Bad movies of 2019


  1. Joker 

    Todd Phillips' grim - 'n' - gritty take on the origin of Batman's most famous foe took the top prize at the Venice Film Festival, earned the admiration of plenty of critics and directors, and may or may not have received a B- grade in our official review. But it loathed strongly enough by a sufficiently sizable number of contributors to land itself on this list, and so scornful attention must be paid. Somewhere between the toothless attempts at provocation (blacking out the middle two words of a "don't forget to smile!" sign has a strong "Marilyn Monroe Now Going Door-To-Door Trying To Shock People" energy). Its anger is an impotent, irrelevant anger, the rage of a tween.


  2. After

    Good art can come from anywhere, an important truth that unfortunately sometimes encourages crap like After, a movie based on a YA novel that began as One Direction fan-fiction seemingly inspired by Fifty Shades Of Grey, which itself was rewritten Twilight fan-fiction. As with its various inspirations, a vaguely haunting and specifically negging jackhole (Hero Fiennes-Tiffin) selects a virginal ingĂ©nue (Josephine Langford) to draw into an affair of dysfunction and heavy petting. After gets so lost masturbating in this hall of mirrors that the movie convinces itself that it’s reinventing campus romance, posing provocative questions like: What would happen if a girl and a boy were very, very attracted to each other? The answer is the same things that happen on college campuses every year—only at this one, everyone spends their classes talking about the same three public-domain high-school-curriculum novels all semester, and the tortured charisma-void boy must carefully relate a preposterous vengeful-gang-rape backstory without violating the PG-13 rating. Fans of all ages, and of anything, deserve better.

  3. The Kitchen 

    On paper, The Kitchen seemed like a winner. The ensemble was solid, led by the buzzy, in-demand trio of Elisabeth Moss, Melissa McCarthy, and Tiffany Haddish. The source material, a Vertigo graphic novel with a gender-swapped gangland premise, was also intriguing. But something must have gone wrong somewhere in the production process—a failure to pre-heat the oven, perhaps?—because what should have been a fresh take on the mob drama came out distinctly half-baked. From the cringe-inducing needle drops to the awkward chemistry between our anti-heroines, The Kitchen is a misfire all around. That becomes especially obvious when you put the film next to last year’s Widows and this year’s Hustlers, two films that brought more thrills, more camaraderie, and better performances to similar source material. Therein lies the silver lining: As least we now live in an era where there’s more than one female-led crime thriller to choose from.

  4. Playing with Fire

    While mimicking Dwayne Johnson’s crossover success from the WWE to Hollywood, John Cena generated goodwill with self-aware turns in the raunchy Trainwreck, Sisters, and Blockers, and believably voiced the gentle bull Ferdinand. But his winning streak came to a screeching halt this year with the gallingly unfunny Playing With Fire, directed by the guy who made the second Paul Blart. Surprisingly dark (no one thought to push this movie’s release date back to a time when there wasn’t a raging wildfire destroying California?) while also exhaustingly reliant on jokes about poop, the movie gets an exceedingly stiff performance out of Cena, though everyone on screen mostly just looks embarrassed. They should: This is a comedy that sidelines Judy Greer, relies on dead parents for character development, and genuinely thinks it’s the height of hilarity to wonder, in 2019, what would happen if grown men were forced to take care of children alone.

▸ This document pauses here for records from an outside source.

use std::path::{Path, PathBuf};
use std::time::Duration;

use groundlink_frame::{Packet, PacketType};
use groundlink_transport::{BaudRate, SerialConfig, SerialDevice, SerialPort, TransportError};
use tracing::{debug, info};

use crate::error::Result;
use crate::multiplexer::{Multiplexer, MuxConfig};
use crate::registry::HandlerRef;
use crate::stats::StatsSnapshot;

/// How long [`Station::close`] waits for queued packets to go out.
pub const CLOSE_FLUSH_TIMEOUT: Duration = Duration::from_secs(1);

/// Everything needed to bring up a serial station.
#[derive(Debug, Clone)]
pub struct StationConfig {
    pub serial: SerialConfig,
    pub mux: MuxConfig,
}

impl StationConfig {
    pub fn new(path: impl Into<PathBuf>, baud: BaudRate) -> Self {
        Self {
            serial: SerialConfig::new(path, baud),
            mux: MuxConfig::default(),
        }
    }
}

/// A serial device wired to a [`Multiplexer`].
///
/// The multiplexer writes through the device's write half and the device's
/// reader thread feeds the multiplexer. Dropping the station closes both.
pub struct Station {
    port: SerialPort,
    mux: Multiplexer,
}

impl Station {
    /// Open the device, start the multiplexer, then start the reader.
    pub fn open(config: StationConfig) -> Result<Self> {
        let device = SerialDevice::open(config.serial)?;
        let mux = Multiplexer::start(device.link(), config.mux)?;
        let port = device.start(mux.clone())?;
        info!(path = ?port.path(), baud = %port.baud(), "station open");
        Ok(Self { port, mux })
    }

    pub fn multiplexer(&self) -> &Multiplexer {
        &self.mux
    }

    pub fn register(&self, kind: PacketType, handler: HandlerRef) -> bool {
        self.mux.register(kind, handler)
    }

    pub fn register_fn<F>(&self, kind: PacketType, handler: F) -> HandlerRef
    where
        F: Fn(&Packet) + Send + Sync + 'static,
    {
        self.mux.register_fn(kind, handler)
    }

    pub fn unregister(&self, kind: PacketType, handler: &HandlerRef) -> bool {
        self.mux.unregister(kind, handler)
    }

    pub fn transmit(&self, packet: Packet) -> Result<()> {
        self.mux.transmit(packet)
    }

    pub fn stats(&self) -> StatsSnapshot {
        self.mux.stats()
    }

    /// Whether the device is open and both multiplexer workers are alive.
    pub fn is_healthy(&self) -> bool {
        self.port.is_active() && self.mux.is_running()
    }

    pub fn path(&self) -> &Path {
        self.port.path()
    }

    pub fn baud(&self) -> BaudRate {
        self.port.baud()
    }

    /// Close the device, then stop the multiplexer.
    ///
    /// Queued packets get up to [`CLOSE_FLUSH_TIMEOUT`] to be written first.
    /// No handler runs for data read after this returns. Reports the first
    /// transport failure seen, if any.
    pub fn close(&mut self) -> Result<()> {
        if !self.mux.flush(CLOSE_FLUSH_TIMEOUT) {
            debug!("closing with packets still queued");
        }
        let closed = self.port.close();
        self.mux.shutdown();
        closed?;
        match self.mux.take_link_error() {
            Some(TransportError::Inactive) | None => Ok(()),
            Some(err) => Err(err.into()),
        }
    }
}

impl Drop for Station {
    fn drop(&mut self) {
        let _ = self.close();
    }
}

impl std::fmt::Debug for Station {
    fn fmt(&self, f: &mut std::fmt::Formatter<'_>) -> std::fmt::Result {
        f.debug_struct("Station")
            .field("port", &self.port)
            .field("mux", &self.mux)
            .finish()
    }
}

#[cfg(test)]
mod tests {
    use super::*;
    use crate::error::MuxError;

    #[test]
    fn missing_device_is_unavailable() {
        let config = StationConfig::new("/dev/groundlink-does-not-exist", BaudRate::B57600);
        let err = Station::open(config).unwrap_err();
        assert!(matches!(
            err,
            MuxError::Transport(TransportError::DeviceUnavailable { .. })
        ));
    }

    #[test]
    fn config_defaults() {
        let config = StationConfig::new("/dev/ttyUSB0", BaudRate::B115200);
        assert_eq!(config.serial.baud, BaudRate::B115200);
        assert_eq!(config.serial.poll_timeout, Duration::from_secs(1));
        assert_eq!(config.mux, MuxConfig::default());
    }

    #[cfg(target_os = "linux")]
    mod pty {
        use std::ffi::CStr;
        use std::fs::File;
        use std::io::{Read, Write};
        use std::os::fd::FromRawFd;
        use std::sync::mpsc;
        use std::sync::Mutex;

        use groundlink_frame::encode;

        use super::*;

        fn open_pty() -> (File, PathBuf) {
            // SAFETY: posix_openpt has no pointer arguments.
            let master = unsafe { libc::posix_openpt(libc::O_RDWR | libc::O_NOCTTY) };
            assert!(master >= 0, "posix_openpt failed");
            // SAFETY: `master` is a valid pty master descriptor.
            unsafe {
                assert_eq!(libc::grantpt(master), 0);
                assert_eq!(libc::unlockpt(master), 0);
            }
            let mut name = [0 as libc::c_char; 128];
            // SAFETY: `name` is writable for its full length.
            let rc = unsafe { libc::ptsname_r(master, name.as_mut_ptr(), name.len()) };
            assert_eq!(rc, 0, "ptsname_r failed");
            // SAFETY: ptsname_r wrote a NUL-terminated string into `name`.
            let slave = unsafe { CStr::from_ptr(name.as_ptr()) }
                .to_str()
                .unwrap()
                .to_owned();
            // SAFETY: we own `master` and hand it to exactly one File.
            let master = unsafe { File::from_raw_fd(master) };
            (master, PathBuf::from(slave))
        }

        fn open_station(path: PathBuf) -> Station {
            let mut config = StationConfig::new(path, BaudRate::B57600);
            config.serial.poll_timeout = Duration::from_millis(50);
            Station::open(config).unwrap()
        }

        #[test]
        fn device_frames_reach_handlers() {
            let (mut master, slave) = open_pty();
            let mut station = open_station(slave);
            let (tx, rx) = mpsc::channel();
            let tx = Mutex::new(tx);
            station.register_fn(PacketType::AnalogDataResponse, move |packet: &Packet| {
                let _ = tx.lock().unwrap().send(packet.clone());
            });

            master.write_all(b"junk(D=sM=p").unwrap();
            master.write_all(b"ly=====MA)").unwrap();

            let packet = rx.recv_timeout(Duration::from_secs(3)).unwrap();
            assert_eq!(packet, Packet::analog_data(vec![100, -50, 0]).unwrap());
            assert!(station.is_healthy());
            station.close().unwrap();
            assert!(!station.is_healthy());
        }

        #[test]
        fn transmitted_packets_reach_device() {
            let (mut master, slave) = open_pty();
            let mut station = open_station(slave);

            station
                .transmit(Packet::request(PacketType::AnalogDataRequest).unwrap())
                .unwrap();
            let mut buf = [0u8; 5];
            master.read_exact(&mut buf).unwrap();
            assert_eq!(&buf, b"(C>@)");

            let sample = Packet::analog_data(vec![1, 2, 3]).unwrap();
            station.transmit(sample.clone()).unwrap();
            let expected = encode(&sample).unwrap();
            let mut buf = vec![0u8; expected.len()];
            master.read_exact(&mut buf).unwrap();
            assert_eq!(buf, expected.to_vec());

            station.close().unwrap();
            assert_eq!(station.stats().packets_sent, 2);
        }

        #[test]
        fn hangup_surfaces_on_close() {
            let (master, slave) = open_pty();
            let mut station = open_station(slave);
            drop(master);

            let deadline = std::time::Instant::now() + Duration::from_secs(3);
            while station.is_healthy() {
                assert!(std::time::Instant::now() < deadline, "hang-up not detected");
                std::thread::sleep(Duration::from_millis(10));
            }
            assert!(station.close().is_err());
        }
    }
}
//! Serial transport for the groundlink telemetry stack.
//!
//! This is the lowest layer of groundlink. It owns the serial device handle,
//! configures it for 8N1 without flow control, and runs a reader thread that
//! forwards raw byte chunks to a [`ByteSink`]. Outgoing bytes leave through a
//! [`Link`], the write half handed to the layers above.

pub mod baud;
pub mod error;
pub mod traits;

#[cfg(unix)]
pub mod serial;

pub use baud::BaudRate;
pub use error::{Result, TransportError};
pub use traits::{ByteSink, Link};

#[cfg(unix)]
pub use serial::{SerialConfig, SerialDevice, SerialLink, SerialPort};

  5. Jay and Silent Bob Reboot

    The old question of separating the art from the artist almost always involves great works of art made by monstrous, morally repugnant humans (of which there is no shortage among film directors). Much rarer is a case like that of Kevin Smith, who has spent most of the past decade tossing off pointless and puerile projects while coming across as a generally stand-up guy who loves his family, friends, and fans, and who doesn’t take himself too seriously. But even if one were grading on a curve of best intentions, it’s hard to mount much of a defense for the awkward, enervating Jay And Silent Bob Reboot; its inanities include painfully drawn-out dad jokes (the man loves his bad puns), stilted attempts at self-deprecating humor, and a cringe-inducing appearance from longtime Smith buddy Ben Affleck. We’ll give Smith this much: At least it’s better than Yoga Hosers.